### How to complete this task
Would you restate word for word the lines of the listing, beginning at the first and ending with the line that holds "let mut cfg"?

---

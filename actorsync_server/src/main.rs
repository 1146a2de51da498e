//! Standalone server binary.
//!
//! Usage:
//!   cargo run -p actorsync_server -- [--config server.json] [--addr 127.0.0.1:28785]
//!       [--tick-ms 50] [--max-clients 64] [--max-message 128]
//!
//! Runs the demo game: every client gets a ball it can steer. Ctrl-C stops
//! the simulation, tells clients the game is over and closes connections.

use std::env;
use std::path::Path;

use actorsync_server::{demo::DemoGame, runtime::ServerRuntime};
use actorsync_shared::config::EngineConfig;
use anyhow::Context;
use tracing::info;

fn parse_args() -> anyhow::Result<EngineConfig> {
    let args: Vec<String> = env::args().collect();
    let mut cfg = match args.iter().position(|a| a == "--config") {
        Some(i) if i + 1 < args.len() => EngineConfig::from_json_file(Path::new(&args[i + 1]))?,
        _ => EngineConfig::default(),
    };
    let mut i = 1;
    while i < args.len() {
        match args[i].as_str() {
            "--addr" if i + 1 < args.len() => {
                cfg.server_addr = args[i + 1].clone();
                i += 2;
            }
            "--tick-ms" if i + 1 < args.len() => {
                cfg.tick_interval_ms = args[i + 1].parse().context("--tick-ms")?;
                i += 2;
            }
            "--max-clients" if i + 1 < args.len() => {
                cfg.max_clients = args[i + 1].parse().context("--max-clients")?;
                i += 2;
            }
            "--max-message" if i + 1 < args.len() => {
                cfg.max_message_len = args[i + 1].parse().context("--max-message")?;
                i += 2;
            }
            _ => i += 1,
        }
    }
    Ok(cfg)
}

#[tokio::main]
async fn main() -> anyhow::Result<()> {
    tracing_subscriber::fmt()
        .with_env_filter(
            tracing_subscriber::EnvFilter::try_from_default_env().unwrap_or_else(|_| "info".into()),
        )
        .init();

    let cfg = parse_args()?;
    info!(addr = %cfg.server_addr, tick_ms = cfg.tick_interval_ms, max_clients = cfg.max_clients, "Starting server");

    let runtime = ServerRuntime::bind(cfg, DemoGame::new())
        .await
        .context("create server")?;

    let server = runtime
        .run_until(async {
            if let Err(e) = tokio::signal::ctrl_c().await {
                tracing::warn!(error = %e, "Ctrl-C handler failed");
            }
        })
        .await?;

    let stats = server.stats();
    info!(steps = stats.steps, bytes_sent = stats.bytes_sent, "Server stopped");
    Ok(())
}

---

### Task solution
filename actorsync_server/src/main.rs
repository 1146a2de51da498e
//! Standalone server binary.
//!
//! Usage:
//!   cargo run -p actorsync_server -- [--config server.json] [--addr 127.0.0.1:28785]
//!       [--tick-ms 50] [--max-clients 64] [--max-message 128]
//!
//! Runs the demo game: every client gets a ball it can steer. Ctrl-C stops
//! the simulation, tells clients the game is over and closes connections.

use std::env;
use std::path::Path;

use actorsync_server::{demo::DemoGame, runtime::ServerRuntime};
use actorsync_shared::config::EngineConfig;
use anyhow::Context;
use tracing::info;

fn parse_args() -> anyhow::Result<EngineConfig> {
    let args: Vec<String> = env::args().collect();
    let mut cfg = match args.iter().position(|a| a == "--config") {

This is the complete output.